Published on
How I optimize SQL queries (ft. Chatwoot)
Chatwoot is a popular open-source platform for talking to your customers, and it is built using Ruby on Rails. As the product and our usage grew, performance bottlenecks started to appear. I had the opportunity to work with a lot of them, which served as an excellent opportunity for me to learn a lot. Over time I slowly built some intuitive understanding of problems like these, so I decided to put them in words, or at least try to do so.
97.42%* of all scaling bottlenecks stem from databases … In the face of a database bottleneck, every other optimization in an application pretty much immediately becomes immaterial.
- Totally made up stats ft. Zerodha
Before we begin, this blog might not serve you well if you’re starting your journey as a developer, but if you’re working on web apps serving more than a thousand active users daily, you might find what I have to say helpful. I’ll pick examples from my PRs, with PostgreSQL as the database for all of them, but most of these principles should also apply to other SQL databases.
Talk to your DB more
Databases are complicated pieces of software and are often treated as a black box. But they are not; they are a piece of software that can be debugged and optimized. The first step to optimizing your queries is to understand what’s going on inside the database, and this is not just the database app but also the data it holds. Any team must monitor their DB health continuously. I like to classify this monitoring into “running metrics” and “schema health metrics”.
Running Metrics
Running metrics are those you track in real-time, like long-running queries, blocked queries, IOPS, memory and CPU usage, etc. If you’re using a managed SQL service like RDS, the platform metrics should serve you well; tools like PGHero are great open-source apps you can have in your arsenal. Chatwoot uses a combination of platform metrics from RDS and New Relic metrics.
Schema Health Metrics
Beyond standard metrics, I also suggest monitoring the health of your schema. Here is a screenshot of the metrics I track using Metabase, which helps me immensely when debugging slow queries.

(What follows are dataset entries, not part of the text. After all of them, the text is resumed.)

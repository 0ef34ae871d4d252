//! Emotion classifier adapter
//!
//! Wraps a frozen [`TextModel`] and translates its raw output into the fixed
//! [`EmotionCategory`] set. The model is injected, so tests can substitute
//! their own.

use crate::classifier::{ClassificationMetadata, ClassificationResult, Classifier};
use crate::labels::LabelTable;
use crate::model::{ModelClass, TextModel};
use async_trait::async_trait;
use emolens_core::{EmotionCategory, EmotionScores, Error, Result};
use std::sync::Arc;
use std::time::Instant;
use tracing::debug;

/// Slack for f32 rounding in the model's own normalisation
const DISTRIBUTION_TOLERANCE: f64 = 1e-3;

pub struct EmotionClassifier {
    model: Arc<dyn TextModel>,
    table: LabelTable,
    /// Category of each `predict_proba` column
    columns: Vec<EmotionCategory>,
}

impl EmotionClassifier {
    /// Bind a model to a label table, failing fast if its classes do not
    /// cover the nine categories exactly once
    pub fn new(model: Arc<dyn TextModel>, table: LabelTable) -> Result<Self> {
        let columns = table.column_mapping(model.classes())?;
        debug!(
            "Model '{}' bound to label table '{}'",
            model.name(),
            table.version()
        );
        Ok(Self {
            model,
            table,
            columns,
        })
    }

    pub fn label_table(&self) -> &LabelTable {
        &self.table
    }

    pub fn model_name(&self) -> &str {
        self.model.name()
    }

    fn scores_from_row(&self, row: &[f32]) -> Result<EmotionScores> {
        if row.len() != self.columns.len() {
            return Err(Error::classifier(format!(
                "model returned {} probabilities, expected {}",
                row.len(),
                self.columns.len()
            )));
        }
        if let Some(bad) = row.iter().find(|p| !p.is_finite() || **p < 0.0 || **p > 1.0) {
            return Err(Error::classifier(format!(
                "model returned invalid probability {bad}"
            )));
        }

        let scores = EmotionScores::from_pairs(
            self.columns
                .iter()
                .copied()
                .zip(row.iter().map(|p| f64::from(*p))),
        )
        .map_err(|e| Error::classifier(e.to_string()))?;

        if !scores.is_distribution(DISTRIBUTION_TOLERANCE) {
            return Err(Error::classifier(format!(
                "model probabilities sum to {}, expected 1",
                scores.sum()
            )));
        }
        Ok(scores)
    }
}

/// Run the frozen model on a single document
fn infer(model: &dyn TextModel, doc: &str) -> Result<(ModelClass, Vec<f32>)> {
    let docs = [doc];

    let predicted = model
        .predict(&docs)?
        .into_iter()
        .next()
        .ok_or_else(|| Error::classifier("model returned no prediction"))?;
    let row = model
        .predict_proba(&docs)?
        .into_iter()
        .next()
        .ok_or_else(|| Error::classifier("model returned no probabilities"))?;

    Ok((predicted, row))
}

#[async_trait]
impl Classifier for EmotionClassifier {
    async fn classify(&self, text: &str) -> Result<ClassificationResult> {
        let start = Instant::now();

        // Inference is CPU-bound, so it runs on the blocking pool
        let model = self.model.clone();
        let doc = text.to_string();
        let (predicted, row) = tokio::task::spawn_blocking(move || infer(model.as_ref(), &doc))
            .await
            .map_err(|e| Error::classifier(format!("inference task failed: {e}")))??;

        let scores = self.scores_from_row(&row)?;
        let label = self.table.resolve(&predicted)?;

        if scores.get(label) < scores.confidence() {
            return Err(Error::classifier(format!(
                "model predicted '{label}' but '{}' has the highest probability",
                scores.argmax()
            )));
        }

        Ok(ClassificationResult {
            label,
            scores,
            metadata: ClassificationMetadata {
                model: Some(self.model.name().to_string()),
                predicted_class: Some(predicted),
                label_table: Some(self.table.version().to_string()),
            },
            latency_us: start.elapsed().as_micros() as u64,
        })
    }

    fn name(&self) -> &str {
        "emotion"
    }
}
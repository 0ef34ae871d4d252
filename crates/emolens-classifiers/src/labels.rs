//! Versioned mapping from model classes to emotion categories
//!
//! A model trained on integer targets only knows positions. The table pins
//! which category each position meant at training time, and building a
//! classifier checks that the model's columns cover every category exactly
//! once.

use crate::model::ModelClass;
use emolens_core::{EmotionCategory, Error, Result};

/// Training-time label ordering
#[derive(Debug, Clone, PartialEq, Eq)]
pub struct LabelTable {
    version: String,
    labels: Vec<EmotionCategory>,
}

impl LabelTable {
    /// Version tag of the original nine-label ordering
    pub const V1: &'static str = "v1";

    /// anger, disgust, fear, guilt, joy, love, sadness, shame, surprise
    pub fn v1() -> Self {
        Self {
            version: Self::V1.to_string(),
            labels: EmotionCategory::ALL.to_vec(),
        }
    }

    /// Look up a built-in table by version
    pub fn by_version(version: &str) -> Result<Self> {
        match version {
            Self::V1 => Ok(Self::v1()),
            other => Err(Error::config(format!("unknown label table version '{other}'"))),
        }
    }

    /// Custom ordering; must list all nine categories exactly once
    pub fn new(version: impl Into<String>, labels: Vec<EmotionCategory>) -> Result<Self> {
        let version = version.into();
        if labels.len() != EmotionCategory::COUNT {
            return Err(Error::config(format!(
                "label table '{version}' has {} labels, expected {}",
                labels.len(),
                EmotionCategory::COUNT
            )));
        }

        let mut seen = [false; EmotionCategory::COUNT];
        for label in &labels {
            if std::mem::replace(&mut seen[label.index()], true) {
                return Err(Error::config(format!(
                    "label table '{version}' lists '{label}' twice"
                )));
            }
        }

        Ok(Self { version, labels })
    }

    pub fn version(&self) -> &str {
        &self.version
    }

    pub fn labels(&self) -> &[EmotionCategory] {
        &self.labels
    }

    /// Category for one model class
    pub fn resolve(&self, class: &ModelClass) -> Result<EmotionCategory> {
        match class {
            ModelClass::Index(idx) => self.labels.get(*idx).copied().ok_or_else(|| {
                Error::classifier(format!(
                    "class index {idx} is outside label table '{}' ({} labels)",
                    self.version,
                    self.labels.len()
                ))
            }),
            ModelClass::Label(name) => name
                .parse::<EmotionCategory>()
                .map_err(|_| Error::classifier(format!("model class '{name}' is not an emotion"))),
        }
    }

    /// Category for every `predict_proba` column, in column order.
    ///
    /// Fails unless the columns are a bijection onto the nine categories.
    pub fn column_mapping(&self, classes: &[ModelClass]) -> Result<Vec<EmotionCategory>> {
        if classes.len() != EmotionCategory::COUNT {
            return Err(Error::classifier(format!(
                "model exposes {} classes, label table '{}' expects {}",
                classes.len(),
                self.version,
                EmotionCategory::COUNT
            )));
        }

        let mut seen = [false; EmotionCategory::COUNT];
        let mut columns = Vec::with_capacity(classes.len());
        for class in classes {
            let category = self.resolve(class)?;
            if std::mem::replace(&mut seen[category.index()], true) {
                return Err(Error::classifier(format!(
                    "model classes map '{category}' more than once"
                )));
            }
            columns.push(category);
        }

        Ok(columns)
    }
}

impl Default for LabelTable {
    fn default() -> Self {
        Self::v1()
    }
}

#[cfg(test)]
mod tests {
    use super::*;

    fn indices(range: impl Iterator<Item = usize>) -> Vec<ModelClass> {
        range.map(ModelClass::Index).collect()
    }

    #[test]
    fn test_v1_mapping_is_positional() {
        let table = LabelTable::v1();
        let columns = table.column_mapping(&indices(0..9)).unwrap();
        assert_eq!(columns, EmotionCategory::ALL.to_vec());
        assert_eq!(
            table.resolve(&ModelClass::Index(4)).unwrap(),
            EmotionCategory::Joy
        );
    }

    #[test]
    fn test_permuted_columns_follow_classes() {
        let table = LabelTable::v1();
        let classes = indices((0..9).rev());
        let columns = table.column_mapping(&classes).unwrap();
        assert_eq!(columns[0], EmotionCategory::Surprise);
        assert_eq!(columns[8], EmotionCategory::Anger);
    }

    #[test]
    fn test_named_classes() {
        let table = LabelTable::v1();
        let classes: Vec<ModelClass> = EmotionCategory::ALL
            .iter()
            .map(|c| ModelClass::Label(c.to_string()))
            .collect();
        assert!(table.column_mapping(&classes).is_ok());
    }

    #[test]
    fn test_wrong_length_rejected() {
        let table = LabelTable::v1();
        let err = table.column_mapping(&indices(0..8)).unwrap_err();
        assert!(matches!(err, Error::Classifier(_)));
    }

    #[test]
    fn test_duplicate_and_out_of_range_rejected() {
        let table = LabelTable::v1();

        let mut duplicated = indices(0..9);
        duplicated[8] = ModelClass::Index(0);
        assert!(table.column_mapping(&duplicated).is_err());

        let mut out_of_range = indices(0..9);
        out_of_range[8] = ModelClass::Index(9);
        assert!(table.column_mapping(&out_of_range).is_err());
    }

    #[test]
    fn test_custom_table_validation() {
        assert!(LabelTable::new("short", vec![EmotionCategory::Joy]).is_err());

        let mut labels = EmotionCategory::ALL.to_vec();
        labels.swap(0, 4);
        let table = LabelTable::new("v2", labels).unwrap();
        assert_eq!(
            table.resolve(&ModelClass::Index(0)).unwrap(),
            EmotionCategory::Joy
        );

        assert!(LabelTable::by_version("v9").is_err());
    }
}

These metrics include cache efficiency ratio, index effectiveness, and index with low usage. Schema health metrics become extremely useful when traditional scaling methods are no longer cost-effective. This blog I wrote a while back has all the metrics from the screenshot above and how to interpret them.
Better, not more indexes
Indexing, when used correctly is almost always a silver bullet. I cannot emphasize the “used correctly” part enough. More indexes use more memory and storage and can drastically slow inserts, updates, and deletions down. EXPLAIN
is your friend here; the best way to make yourself good at solving DB bottlenecks is to become an expert at reading query plans.
The Contact
Chronicles
The contacts table in Chatwoot can get huge. For a website with the chat widget embedded, every visitor who interacts with the widget is added to the DB as a Contact
; however, not all customers end up completing a conversation; they only show up on the UI when the visitor provides their email/phone-number or is verified by the website owner via an identifier
. While we periodically clean up the tables, we do have to wait for a cooling period until we can delete the data. This means the table grows exceptionally huge, and the queries can be slow.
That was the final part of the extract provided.